Tassa i super ricchi. Investe su istruzione, sanità pubblica, infrastrutture delineando un “New Deal del Terzo Millennio”. Vuole rimettere mano alla legislazione sulle armi. Dichiara guerra alla Big Pharma. Definisce il terrorismo suprematista la più grande minaccia interna per gli Stati Uniti. Ed ora lancia anche una campagna nazionale contro la corruzione. C’è un riformista vero alla Casa Bianca. Il suo nome è Joe Biden.
Un riformista conseguente
“La corruzione è un rischio per la nostra sicurezza nazionale e dobbiamo riconoscerlo come tale”. Così l’inquilino della Casa Bianca, annunciando la misura con cui dichiara la lotta alla corruzione come uno degli interessi chiave di sicurezza nazionale, ordinando a tutte le “agenzie e dipartimenti di presentare raccomandazioni per aumentare in modo sensibile l’azione del governo”. “Combattere la corruzione non è solo una questione di buon governo, ma di autodifesa, è patriottismo, ed è essenziale per preservare la nostra democrazia ed il nostro futuro”, è proseguita la dichiarazione del presidente con cui si annuncia il National Security Study Memorandum on the Fight Against Corruption. “Gli Stati Uniti guideranno con l’esempio e insieme con i nostri alleati, con la società civile ed il settore privato per combattere la piaga della corruzione – ha concluso Biden – ma questa è una missione per il mondo intero, e tutti dobbiamo sostenere i cittadini coraggiosi che in tutto il mondo chiedono una governance onesta e trasparente”.
Parlano Teodori, Tarantelli, Williams, Fitoussi
“Io credo che si possa parlare di “New Deal” sul modello di quello che Franklin Delano Roosevelt fece nei primi 100 giorni della sua presidenza nel 1933. Ma quello che mi piace sottolineare è il fatto che Biden si dedica a delle questioni, a dei temi, a dei problemi che sono i grandi dimenticati della recente storia americana. Con questo voglio dire che i presidenti degli Stati Uniti, sia nelle presidenze Democratiche che in quelle Repubblicane, hanno avuto sempre una attenzione marginale per quello che si può chiamare il Welfare State. Al contrario, mi pare che Biden stia affrontando, in occasione della grande crisi della pandemia, proprio i grandi temi del welfare , vale a dire istruzione, sanità, redistribuzione dei redditi dai più ricchi ai poveri, infrastrutture con la mano pubblica. Tutte cose molto marginali nella vicenda americana”, afferma Massimo Teodori, professore di Storia e Istituzioni degli Stati Uniti. Tra i suoi libri sull’America, ricordiamo: Ossessioni americane. Storia del lato oscuro degli Stati Uniti (Marsilio, 2017); Obama il grande (Marsilio, 2016); Storia degli Stati Uniti e il sistema politico americano (Mondadori, 2004) e, dal 20 maggio in libreria, Il genio americano. Sconfiggere Trump e la pandemia globale (Rubettino, 2020).

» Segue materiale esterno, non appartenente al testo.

//! Monitor configuration.
//!
//! Configuration is loaded in the following order (later overrides earlier):
//! 1. Default values
//! 2. YAML config file (if specified via BABELHELPER_CONFIG)
//! 3. Environment variables

use babelhelper_client::ConnectionConfig;
use babelhelper_protocol::DEFAULT_PORT;
use serde::{Deserialize, Serialize};
use std::net::{IpAddr, Ipv6Addr, SocketAddr};
use std::path::{Path, PathBuf};
use std::time::Duration;

/// Monitor configuration.
#[derive(Debug, Clone, Default, Serialize, Deserialize)]
#[serde(default)]
pub struct Config {
    /// Daemon connection settings.
    pub daemon: DaemonConfig,
    /// Reconnect settings.
    pub reconnect: ReconnectConfig,
}

impl Config {
    /// Loads configuration from file, then applies environment variable overrides.
    pub fn load() -> Result<Self, ConfigError> {
        let mut config = Self::default();

        if let Ok(path) = std::env::var("BABELHELPER_CONFIG") {
            config = Self::from_file(&path)?;
        }

        config.apply_env_overrides();
        config.validate()?;

        Ok(config)
    }

    /// Loads configuration from a YAML file.
    pub fn from_file(path: impl AsRef<Path>) -> Result<Self, ConfigError> {
        let path = path.as_ref();
        let content = std::fs::read_to_string(path)
            .map_err(|e| ConfigError::IoError(path.to_path_buf(), e))?;
        let config: Config = serde_yaml::from_str(&content)
            .map_err(|e| ConfigError::ParseError(path.to_path_buf(), e.to_string()))?;
        Ok(config)
    }

    fn apply_env_overrides(&mut self) {
        self.daemon.apply_env_overrides();
        self.reconnect.apply_env_overrides();
    }

    /// Rejects settings the monitor cannot run with.
    pub fn validate(&self) -> Result<(), ConfigError> {
        if self.daemon.port == 0 {
            return Err(ConfigError::ValidationError(
                "daemon.port must not be 0".to_string(),
            ));
        }
        if self.reconnect.interval_secs == 0 {
            return Err(ConfigError::ValidationError(
                "reconnect.interval_secs must be at least 1".to_string(),
            ));
        }
        Ok(())
    }
}

/// Daemon connection settings.
#[derive(Debug, Clone, Serialize, Deserialize)]
#[serde(default)]
pub struct DaemonConfig {
    /// Address the daemon listens on.
    pub host: IpAddr,
    /// Control port.
    pub port: u16,
    /// Connection timeout in seconds.
    pub connect_timeout_secs: u64,
    /// Read timeout in seconds. Unset means wait for events indefinitely.
    pub read_timeout_secs: Option<u64>,
}

impl Default for DaemonConfig {
    fn default() -> Self {
        Self {
            host: IpAddr::V6(Ipv6Addr::LOCALHOST),
            port: DEFAULT_PORT,
            connect_timeout_secs: 10,
            read_timeout_secs: None,
        }
    }
}

impl DaemonConfig {
    fn apply_env_overrides(&mut self) {
        if let Ok(host) = std::env::var("BABELHELPER_HOST") {
            if let Ok(parsed) = host.parse() {
                self.host = parsed;
            }
        }

        if let Ok(port) = std::env::var("BABELHELPER_PORT") {
            if let Ok(parsed) = port.parse() {
                self.port = parsed;
            }
        }

        if let Ok(timeout) = std::env::var("BABELHELPER_CONNECT_TIMEOUT") {
            if let Ok(secs) = timeout.parse() {
                self.connect_timeout_secs = secs;
            }
        }
    }

    /// Returns the daemon's socket address.
    pub fn addr(&self) -> SocketAddr {
        SocketAddr::new(self.host, self.port)
    }

    /// Builds the client connection configuration.
    pub fn connection_config(&self) -> ConnectionConfig {
        let config = ConnectionConfig::new(self.addr())
            .with_connect_timeout(Duration::from_secs(self.connect_timeout_secs));
        match self.read_timeout_secs {
            Some(secs) => config.with_read_timeout(Duration::from_secs(secs)),
            None => config,
        }
    }
}

/// Reconnect settings.
#[derive(Debug, Clone, Serialize, Deserialize)]
#[serde(default)]
pub struct ReconnectConfig {
    /// Delay between a lost connection and the next attempt, in seconds.
    pub interval_secs: u64,
}

impl Default for ReconnectConfig {
    fn default() -> Self {
        Self { interval_secs: 5 }
    }
}

impl ReconnectConfig {
    fn apply_env_overrides(&mut self) {
        if let Ok(interval) = std::env::var("BABELHELPER_RETRY_SECS") {
            if let Ok(secs) = interval.parse() {
                self.interval_secs = secs;
            }
        }
    }

    /// Returns the reconnect delay as Duration.
    pub fn interval(&self) -> Duration {
        Duration::from_secs(self.interval_secs)
    }
}

/// Configuration error.
#[derive(Debug)]
pub enum ConfigError {
    IoError(PathBuf, std::io::Error),
    ParseError(PathBuf, String),
    ValidationError(String),
}

impl std::fmt::Display for ConfigError {
    fn fmt(&self, f: &mut std::fmt::Formatter<'_>) -> std::fmt::Result {
        match self {
            ConfigError::IoError(path, e) => {
                write!(f, "failed to read config file '{}': {}", path.display(), e)
            }
            ConfigError::ParseError(path, e) => {
                write!(f, "failed to parse config file '{}': {}", path.display(), e)
            }
            ConfigError::ValidationError(msg) => {
                write!(f, "configuration validation failed: {}", msg)
            }
        }
    }
}

impl std::error::Error for ConfigError {}

#[cfg(test)]
mod tests {
    use super::*;
    use std::io::Write;

    #[test]
    fn test_default_config() {
        let config = Config::default();
        assert_eq!(config.daemon.addr(), "[::1]:33123".parse().unwrap());
        assert_eq!(config.reconnect.interval(), Duration::from_secs(5));
        assert!(config.validate().is_ok());

        let conn = config.daemon.connection_config();
        assert_eq!(conn.connect_timeout, Duration::from_secs(10));
        assert_eq!(conn.read_timeout, None);
    }

    #[test]
    fn test_from_file_partial() {
        let mut file = tempfile::NamedTempFile::new().unwrap();
        writeln!(
            file,
            "daemon:\n  host: 127.0.0.1\n  port: 33124\n  read_timeout_secs: 30\nreconnect:\n  interval_secs: 2"
        )
        .unwrap();

        let config = Config::from_file(file.path()).unwrap();
        assert_eq!(config.daemon.addr(), "127.0.0.1:33124".parse().unwrap());
        assert_eq!(config.daemon.connect_timeout_secs, 10);
        assert_eq!(config.reconnect.interval_secs, 2);
        assert_eq!(
            config.daemon.connection_config().read_timeout,
            Some(Duration::from_secs(30))
        );
    }

    #[test]
    fn test_from_file_errors() {
        let missing = Config::from_file("/nonexistent/babelhelper.yaml");
        assert!(matches!(missing, Err(ConfigError::IoError(..))));

        let mut file = tempfile::NamedTempFile::new().unwrap();
        writeln!(file, "daemon: [not, a, map]").unwrap();
        let err = Config::from_file(file.path()).unwrap_err();
        assert!(matches!(err, ConfigError::ParseError(..)));
        assert!(err.to_string().contains("failed to parse"));
    }

    #[test]
    fn test_validation() {
        let mut config = Config::default();
        config.reconnect.interval_secs = 0;
        assert!(matches!(
            config.validate(),
            Err(ConfigError::ValidationError(_))
        ));

        let mut config = Config::default();
        config.daemon.port = 0;
        assert!(config.validate().is_err());
    }

    #[test]
    fn test_yaml_roundtrip() {
        let config = Config::default();
        let yaml = serde_yaml::to_string(&config).unwrap();
        let parsed: Config = serde_yaml::from_str(&yaml).unwrap();
        assert_eq!(parsed.daemon.addr(), config.daemon.addr());
    }
}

“I problemi che Biden ha da affrontare e risolvere sono tanti e certo non agevoli. Ma qualcosa di importante si è già verificato perché il suo intento di unire gli americani possa avere buon esito. Prima di tutto, una parte sostanziale dell’elettorato americano, ha già cambiato campo, votando Biden e non Trump. In secondo luogo, una grande maggioranza del Paese è a favore di quello che vuole fare Biden. Se questo non è unificante, non so cosa sia. Se lui, come io credo, saprà utilizzare bene questa forza, potrà dire ai Repubblicani che se faranno ostruzionismo al Congresso, la pagheranno. Perché loro non possono essere contro l’idea di Biden per il Recovery plan. Certo, potranno sostenere che è troppo grande, che si trascinerà con sé un mare di tasse, i soliti argomenti della destra. Ma se i Repubblicani faranno in modo che quel piano non passi al Congresso, saranno loro a pagarne le conseguenze. Del Recovery plan fa parte la campagna di vaccinazione, perché una parte di quei soldi andranno all’acquisto dei vaccini e all’organizzazione della campagna di vaccinazione. Non possono essere contro a questo. Al di là delle urla degli estremisti, questo è molto unificante. I Repubblicani non possono boicottarlo”, dice a Globalist Carole Beebe Tarantelli, profonda conoscitrice degli Stati Uniti, psicanalista, già docente associata all’Università La Sapienza e parlamentare per tre legislature.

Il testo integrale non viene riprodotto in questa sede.